The next sections review the effects of low-frequency noise such as heat pump, ventilation and air-conditioning noise. The effects of low-frequency noise from air conditioning, factory equipment and traffic noise were investigated in a field study by Verzini et al. A total of 98 people, aged between 21 and 70, responded to a questionnaire that included questions about their sleep.  The respondents stem from ten selected areas, which were grouped in three noise zones, each including one of the three noise types mentioned above. Additionally, the noise levels in front of each subject's house were measured for two minutes. Correlations suggested that the higher the low-frequency noise levels were, the more negative effects of noise (also concerning sleep) were reported. These effects occurred more often due to ventilation noise and traffic noise than to factory equipment noise.

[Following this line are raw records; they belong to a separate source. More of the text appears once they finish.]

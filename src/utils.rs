use chrono::{Datelike, Days, NaiveDate};

/// Divides `numerator` by `denominator`, returning `default` when the denominator
/// is zero or the quotient is not finite.
pub fn safe_divide(numerator: f64, denominator: f64, default: f64) -> f64 {
    if denominator == 0.0 {
        return default;
    }
    let quotient = numerator / denominator;
    if quotient.is_finite() {
        quotient
    } else {
        default
    }
}

/// Year-over-year growth as a fraction (0.2 = 20%). Zero base yields 0.
pub fn growth_rate(base: f64, projected: f64) -> f64 {
    safe_divide(projected - base, base, 0.0)
}

/// Profit over revenue as a percentage.
pub fn profit_margin(revenue: f64, profit: f64) -> f64 {
    safe_divide(profit, revenue, 0.0) * 100.0
}

/// Percentage difference of `current` against `reference`.
pub fn diff_percent(reference: f64, current: f64) -> f64 {
    safe_divide(current - reference, reference.abs(), 0.0) * 100.0
}

pub fn round_currency(value: f64) -> f64 {
    value.round()
}

/// Splits `total` across buckets in proportion to `ratios`.
///
/// Rounds the running cumulative share to whole currency units and hands each
/// bucket the step between consecutive rounded marks. The last weighted bucket
/// takes the residual, so the buckets always sum back to `total`, a zero ratio
/// always gets exactly 0 and no bucket has the opposite sign of `total`.
/// Negative ratios count as zero; when no ratio is positive the split is even.
pub fn distribute_by_ratios(total: f64, ratios: &[f64]) -> Vec<f64> {
    let n = ratios.len();
    if n == 0 {
        return Vec::new();
    }

    let clean: Vec<f64> = ratios
        .iter()
        .map(|r| if r.is_finite() && *r > 0.0 { *r } else { 0.0 })
        .collect();
    let ratio_sum: f64 = clean.iter().sum();

    let weights: Vec<f64> = if ratio_sum > 0.0 {
        clean.iter().map(|r| r / ratio_sum).collect()
    } else {
        vec![1.0 / n as f64; n]
    };

    let last = weights.iter().rposition(|w| *w > 0.0).unwrap_or(n - 1);
    let (low, high) = (total.min(0.0), total.max(0.0));

    let mut buckets = vec![0.0; n];
    let mut cumulative = 0.0;
    let mut allocated = 0.0;
    for (bucket, weight) in buckets.iter_mut().zip(&weights[..last]) {
        cumulative += weight;
        let mark = round_currency(total * cumulative).clamp(low, high);
        *bucket = mark - allocated;
        allocated = mark;
    }
    buckets[last] = total - allocated;

    buckets
}

/// Calendar quarter (1..=4) containing `month` (1..=12).
pub fn quarter_of_month(month: u32) -> u32 {
    (month.clamp(1, 12) - 1) / 3 + 1
}

pub fn quarter_label(quarter: u32, year: i32) -> String {
    format!("Q{} {}", quarter, year)
}

/// Label for the 1-based `week` of a forecast whose first week starts on `start`.
pub fn week_label(week: u32, start: NaiveDate) -> String {
    let offset = u64::from(week.saturating_sub(1)) * 7;
    let week_start = start.checked_add_days(Days::new(offset)).unwrap_or(start);
    format!("W{} ({})", week, week_start.format("%b %d"))
}

/// Monday on or before `date`.
pub fn week_start(date: NaiveDate) -> NaiveDate {
    let back = u64::from(date.weekday().num_days_from_monday());
    date.checked_sub_days(Days::new(back)).unwrap_or(date)
}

Persson Waye et al. conducted several studies of ambient low-frequency noise. ,,,, In a pilot study assessing the long-term effects on people exposed to the noise of heat pumps (installed either inside or outside the house), 93 people from two preselected areas responded to a randomly mailed questionnaire that included questions on sleep.  The exact measurement of the noise levels was not mentioned. No differences in sleep disturbance were found between subjects exposed to indoor installed heat pumps compared to subjects exposed to outdoor heat pump installations.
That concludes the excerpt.